GNS theory is an informal field of study developed by Ron Edwards which attempts to create a unified theory of how role-playing games work. Focused on player behavior, in GNS theory participants in role-playing games organize their interactions around three categories of engagement: gamism, narrativism and simulation.

The theory focuses on player interaction rather than statistics, encompassing game design beyond role-playing games. Analysis centers on how player behavior fits the above parameters of engagement and how these preferences shape the content and direction of a game. GNS theory is used by game designers to dissect the elements which attract players to certain types of games.

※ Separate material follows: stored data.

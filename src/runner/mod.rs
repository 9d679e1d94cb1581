//! Case execution
//!
//! Runs one external client process per case and captures everything it
//! writes. Both stdio pipes are drained to end-of-stream concurrently with
//! the wait; a child whose pipe buffer fills can otherwise deadlock
//! against a harness blocked in `wait()`.

use std::path::{Path, PathBuf};
use std::process::Stdio;
use std::time::Duration;

use tokio::io::AsyncReadExt;
use tokio::process::Command;

use crate::common::{Config, Error, Result};
use crate::suite::CaseDescriptor;

/// What one client invocation produced
///
/// Owned by a single case; dropped after verdict rendering.
#[derive(Debug)]
pub struct ProcessOutcome {
    pub exit_code: i32,
    pub stdout: Vec<u8>,
    pub stderr: Vec<u8>,
}

impl ProcessOutcome {
    pub fn success(&self) -> bool {
        self.exit_code == 0
    }

    /// Render the captured streams as text, stdout first then stderr
    ///
    /// Buffers are always captured eagerly; this lossy conversion is the
    /// lazy part, done only when a diagnostic message is built.
    pub fn combined_text(&self) -> String {
        let mut text = String::from_utf8_lossy(&self.stdout).into_owned();
        text.push_str(&String::from_utf8_lossy(&self.stderr));
        text
    }
}

/// Resolve a script resource under the scripts root
///
/// A missing script is a fatal setup error, not a case failure: the suite
/// declaration promised a resource that does not exist.
pub fn resolve_script(root: &Path, relative: &Path) -> Result<PathBuf> {
    let path = root.join(relative);
    if path.is_file() {
        Ok(path)
    } else {
        Err(Error::ScriptMissing { path })
    }
}

/// Run one case to completion and capture its outcome
///
/// Invokes the client as `[binary, "<host>:<port>/<database>",
/// <setup-script>, <case-script>]` and waits for natural termination,
/// bounded by `timeout` when one is given. On expiry the client is killed
/// and a `CaseTimeout` error is returned. The shared setup script is
/// re-resolved on every call so cases stay independent.
pub async fn run_case(
    config: &Config,
    descriptor: &CaseDescriptor,
    timeout: Option<Duration>,
) -> Result<ProcessOutcome> {
    let client = config.resolve_client()?;
    let setup_script = resolve_script(&config.scripts.root, &config.client.setup_script)?;
    let case_script = resolve_script(&config.scripts.root, &descriptor.relative_path())?;
    let address = config.target_address();

    tracing::debug!(
        client = %client.display(),
        %address,
        script = %case_script.display(),
        "spawning client"
    );

    let mut child = Command::new(&client)
        .arg(&address)
        .arg(&setup_script)
        .arg(&case_script)
        .stdin(Stdio::null())
        .stdout(Stdio::piped())
        .stderr(Stdio::piped())
        .spawn()
        .map_err(|e| Error::spawn_failed(&client.display().to_string(), &e))?;

    let mut stdout_pipe = child
        .stdout
        .take()
        .ok_or_else(|| Error::Internal("client stdout not captured".to_string()))?;
    let mut stderr_pipe = child
        .stderr
        .take()
        .ok_or_else(|| Error::Internal("client stderr not captured".to_string()))?;

    // The drains run as independent tasks. The pipes stay open as long as
    // ANY process holding the inherited fds lives, so a client that forked
    // a subprocess keeps them open past its own death — the timeout path
    // must be able to walk away from these reads.
    let stdout_task = tokio::spawn(async move {
        let mut buf = Vec::new();
        let _ = stdout_pipe.read_to_end(&mut buf).await;
        buf
    });
    let stderr_task = tokio::spawn(async move {
        let mut buf = Vec::new();
        let _ = stderr_pipe.read_to_end(&mut buf).await;
        buf
    });

    let status = match timeout {
        Some(limit) => match tokio::time::timeout(limit, child.wait()).await {
            Ok(status) => status?,
            Err(_) => {
                let _ = child.kill().await;
                stdout_task.abort();
                stderr_task.abort();
                return Err(Error::CaseTimeout {
                    resource: descriptor.to_string(),
                    secs: limit.as_secs(),
                });
            }
        },
        None => child.wait().await?,
    };

    // Natural termination: drain both streams to end-of-stream before
    // looking at the exit status.
    let stdout = stdout_task
        .await
        .map_err(|e| Error::Internal(format!("stdout drain task failed: {e}")))?;
    let stderr = stderr_task
        .await
        .map_err(|e| Error::Internal(format!("stderr drain task failed: {e}")))?;

    let exit_code = status.code().ok_or(Error::NoExitCode)?;
    tracing::debug!(case = %descriptor, exit_code, "client exited");

    Ok(ProcessOutcome {
        exit_code,
        stdout,
        stderr,
    })
}

#[cfg(test)]
mod tests {
    use super::*;

    #[test]
    fn test_combined_text_orders_stdout_before_stderr() {
        let outcome = ProcessOutcome {
            exit_code: 1,
            stdout: b"assert failed at line 3\n".to_vec(),
            stderr: b"ReferenceError: x is not defined\n".to_vec(),
        };
        let text = outcome.combined_text();
        let out_at = text.find("assert failed").unwrap();
        let err_at = text.find("ReferenceError").unwrap();
        assert!(out_at < err_at);
    }

    #[test]
    fn test_combined_text_is_lossy_not_fallible() {
        let outcome = ProcessOutcome {
            exit_code: 1,
            stdout: vec![0xff, 0xfe],
            stderr: Vec::new(),
        };
        assert!(!outcome.combined_text().is_empty());
    }

    #[test]
    fn test_resolve_script_missing_is_setup_error() {
        let err = resolve_script(Path::new("/nonexistent"), Path::new("core/a.js")).unwrap_err();
        assert!(err.is_setup());
        assert!(matches!(err, Error::ScriptMissing { .. }));
    }
}
//! Compatibility-test harness CLI
//!
//! Thin runner around the harness library: loads a config file, runs the
//! registered suites against an already-running server and reports one
//! verdict per case. Exit code 1 means at least one case failed; exit
//! code 2 means the run never started (setup error).

use std::path::PathBuf;

use clap::{Parser, Subcommand};
use colored::Colorize;

use compat_harness::common::logging;
use compat_harness::harness::{failed_count, CaseReport};
use compat_harness::suite::SuiteRegistry;
use compat_harness::{fault_channel, Config, Harness, Result};

#[derive(Parser)]
#[command(name = "compat-harness", about = "Script-suite compatibility harness")]
#[command(version, long_about = None)]
struct Cli {
    /// Path to the harness TOML config
    #[arg(long, global = true)]
    config: Option<PathBuf>,

    /// Emit a machine-readable JSON report instead of the human one
    #[arg(long, global = true)]
    json: bool,

    #[command(subcommand)]
    command: Commands,
}

#[derive(Subcommand)]
enum Commands {
    /// Run every registered suite, or a single one
    Run {
        /// Suite tag to run (all suites when omitted)
        suite: Option<String>,
    },
    /// List registered suites and their script resources
    List,
}

#[tokio::main]
async fn main() {
    logging::init();

    let cli = Cli::parse();

    let result = match cli.command {
        Commands::Run { ref suite } => run(&cli, suite.as_deref()).await,
        Commands::List => list(&cli),
    };

    match result {
        Ok(true) => {}
        Ok(false) => std::process::exit(1),
        Err(e) => {
            eprintln!("Error: {e}");
            std::process::exit(2);
        }
    }
}

async fn run(cli: &Cli, suite: Option<&str>) -> Result<bool> {
    let config = Config::load(cli.config.as_deref())?;
    let registry = SuiteRegistry::builtin();

    // The server-under-test is external to this binary, so nothing holds
    // the writer side; embedding frameworks hand it to their server.
    let (_writer, drain) = fault_channel();
    let harness = Harness::new(config, registry, drain);

    let reports = match suite {
        Some(tag) => harness.run_suite(tag).await?,
        None => harness.run().await?,
    };

    let failed = failed_count(&reports);
    if cli.json {
        println!("{}", serde_json::to_string_pretty(&reports)?);
    } else {
        print_reports(&reports, failed);
    }

    Ok(failed == 0)
}

fn print_reports(reports: &[CaseReport], failed: usize) {
    for report in reports {
        let elapsed = format!("{:.1}s", report.elapsed.as_secs_f64());
        if report.verdict.passed {
            println!(
                "  {} {} {}",
                "✓".green(),
                report.descriptor,
                elapsed.dimmed()
            );
        } else {
            println!(
                "  {} {} {}",
                "✗".red(),
                report.descriptor,
                elapsed.dimmed()
            );
            for line in report.verdict.message.lines() {
                println!("    {}", line.dimmed());
            }
        }
    }

    let total = reports.len();
    if failed == 0 {
        println!(
            "\n{} {} case(s) passed",
            "✓".green().bold(),
            total
        );
    } else {
        println!(
            "\n{} {failed} of {total} case(s) failed",
            "✗".red().bold()
        );
    }
}

fn list(cli: &Cli) -> Result<bool> {
    let _ = Config::load(cli.config.as_deref())?;
    let registry = SuiteRegistry::builtin();

    for suite in registry.iter() {
        println!("{}", suite.tag.bold());
        for resource in &suite.resources {
            if suite.skipped.contains(resource) {
                println!("  {} {}", resource, "(skipped)".yellow());
            } else {
                println!("  {resource}");
            }
        }
    }
    Ok(true)
}
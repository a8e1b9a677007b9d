use anyhow::{Context, Result};
use serde::Deserialize;
use std::fs;
use std::path::{Path, PathBuf};
use url::Url;

pub const NOMINATIM_SEARCH_ENDPOINT: &str = "https://nominatim.openstreetmap.org/search";
pub const FCC_AREA_ENDPOINT: &str = "https://geo.fcc.gov/api/census/area";

#[derive(Debug, Deserialize, Clone)]
#[serde(default)]
pub struct Config {
    pub data: DataConfig,
    pub geocoder: GeocoderConfig,
    pub census: CensusConfig,
    pub addresses: Vec<String>,
}

#[derive(Debug, Deserialize, Clone)]
#[serde(default)]
pub struct DataConfig {
    pub qct_file: PathBuf,
    pub dda_file: PathBuf,
    /// Overrides whatever CRS the DDA file declares
    pub dda_epsg: Option<u16>,
}

#[derive(Debug, Deserialize, Clone)]
#[serde(default)]
pub struct GeocoderConfig {
    pub endpoint: String,
    pub user_agent: String,
    pub expected_region: String,
    pub required_class: String,
    pub timeout_secs: Option<u64>,
}

#[derive(Debug, Deserialize, Clone)]
#[serde(default)]
pub struct CensusConfig {
    pub endpoint: String,
    pub census_year: Option<u16>,
    pub timeout_secs: Option<u64>,
}

impl Default for Config {
    fn default() -> Self {
        Self {
            data: DataConfig::default(),
            geocoder: GeocoderConfig::default(),
            census: CensusConfig::default(),
            addresses: vec![
                "5455 Wilshire Blvd".to_string(),
                "5425 Wilshire Blvd".to_string(),
                "2331 Portland St".to_string(),
            ],
        }
    }
}

impl Default for DataConfig {
    fn default() -> Self {
        Self {
            qct_file: PathBuf::from("data/QCT2025.csv"),
            dda_file: PathBuf::from("data/DDA/DDA2024.shp"),
            dda_epsg: None,
        }
    }
}

impl Default for GeocoderConfig {
    fn default() -> Self {
        Self {
            endpoint: NOMINATIM_SEARCH_ENDPOINT.to_string(),
            user_agent: "Mozilla/5.0".to_string(),
            expected_region: "California".to_string(),
            required_class: "place".to_string(),
            timeout_secs: None,
        }
    }
}

impl Default for CensusConfig {
    fn default() -> Self {
        Self {
            endpoint: FCC_AREA_ENDPOINT.to_string(),
            census_year: None,
            timeout_secs: None,
        }
    }
}

impl Config {
    pub fn load_from_file<P: AsRef<Path>>(path: P) -> Result<Self> {
        let content = fs::read_to_string(path).context("Failed to read config file")?;
        let config: Config = toml::from_str(&content).context("Failed to parse config file")?;
        config.validate()?;
        Ok(config)
    }

    /// Check that both service endpoints are absolute URLs
    pub fn validate(&self) -> Result<()> {
        Url::parse(&self.geocoder.endpoint).context("Invalid geocoder endpoint")?;
        Url::parse(&self.census.endpoint).context("Invalid census endpoint")?;
        Ok(())
    }
}
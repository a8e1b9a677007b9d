//! QCT and DDA determination for a resolved location.

use crate::models::{FipsCode, GeoPoint};
use crate::pip::DdaZones;
use crate::reference::QctSet;

/// The two eligibility flags
#[derive(Debug, Clone, Copy, PartialEq, Eq, Default)]
pub struct Eligibility {
    pub is_in_qct: bool,
    pub is_in_dda: bool,
}

/// Test tract membership in the QCT list and point containment in the DDA zones
pub fn evaluate(fips: &FipsCode, point: GeoPoint, qct: &QctSet, dda: &DdaZones) -> Eligibility {
    Eligibility {
        is_in_qct: qct.contains(fips),
        is_in_dda: !dda.is_empty() && dda.contains(&point.to_point()),
    }
}
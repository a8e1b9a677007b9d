//! Error types for lookups and reference data.

use std::path::PathBuf;

use reqwest::StatusCode;
use thiserror::Error;

use crate::models::fips::FipsError;

/// Coarse classification of a per-address failure
#[derive(Debug, Clone, Copy, PartialEq, Eq)]
pub enum FailureKind {
    Network,
    Parse,
    NotFound,
}

/// Recoverable failure of a single remote lookup.
///
/// Returned by the geocoder and the FIPS resolver; the pipeline logs it and
/// moves on to the next address.
#[derive(Debug, Error)]
pub enum LookupError {
    #[error("network error: {0}")]
    Network(#[from] reqwest::Error),

    #[error("service responded with status {0}")]
    Status(StatusCode),

    #[error("empty response body")]
    EmptyResponse,

    #[error("invalid response: {0}")]
    Parse(#[from] serde_json::Error),

    #[error("invalid coordinate '{value}'")]
    Coordinate { value: String },

    #[error("no results found")]
    NoResults,

    #[error("no matching result found in the expected region '{region}'")]
    NoMatch { region: String },

    #[error("malformed FIPS code: {0}")]
    MalformedFips(#[from] FipsError),
}

impl LookupError {
    pub fn kind(&self) -> FailureKind {
        match self {
            LookupError::Network(_) | LookupError::Status(_) => FailureKind::Network,
            LookupError::EmptyResponse
            | LookupError::Parse(_)
            | LookupError::Coordinate { .. }
            | LookupError::MalformedFips(_) => FailureKind::Parse,
            LookupError::NoResults | LookupError::NoMatch { .. } => FailureKind::NotFound,
        }
    }
}

/// Fatal failure while loading the QCT or DDA reference datasets
#[derive(Debug, Error)]
pub enum ReferenceError {
    #[error("missing file {}", path.display())]
    Missing { path: PathBuf },

    #[error("failed to read {}: {source}", path.display())]
    Io {
        path: PathBuf,
        #[source]
        source: std::io::Error,
    },

    #[error("failed to parse CSV {}: {source}", path.display())]
    Csv {
        path: PathBuf,
        #[source]
        source: csv::Error,
    },

    #[error("column '{column}' not found in {}", path.display())]
    MissingColumn { path: PathBuf, column: String },

    #[error("failed to read shapefile {}: {source}", path.display())]
    Shapefile {
        path: PathBuf,
        #[source]
        source: shapefile::Error,
    },

    #[error("failed to parse GeoJSON {}: {message}", path.display())]
    GeoJson { path: PathBuf, message: String },

    #[error("unsupported vector format for {}", path.display())]
    UnsupportedFormat { path: PathBuf },

    #[error("could not identify coordinate reference system: {0}")]
    UnknownCrs(String),

    #[error("reprojection from EPSG:{epsg} failed: {message}")]
    Projection { epsg: u16, message: String },
}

GNS theory was inspired by the Threefold Model, which was discussed on the USENET group in summer 1997.[1] The Threefold Model defined drama, simulation and game as three paradigms of role-playing. The name "Threefold Model" was coined in a 1997 post by Mary Kuhner outlining the theory.[2] Kuhner posited the theory's central ideas there, and John H. Kim later codified and expanded the discussion.[1]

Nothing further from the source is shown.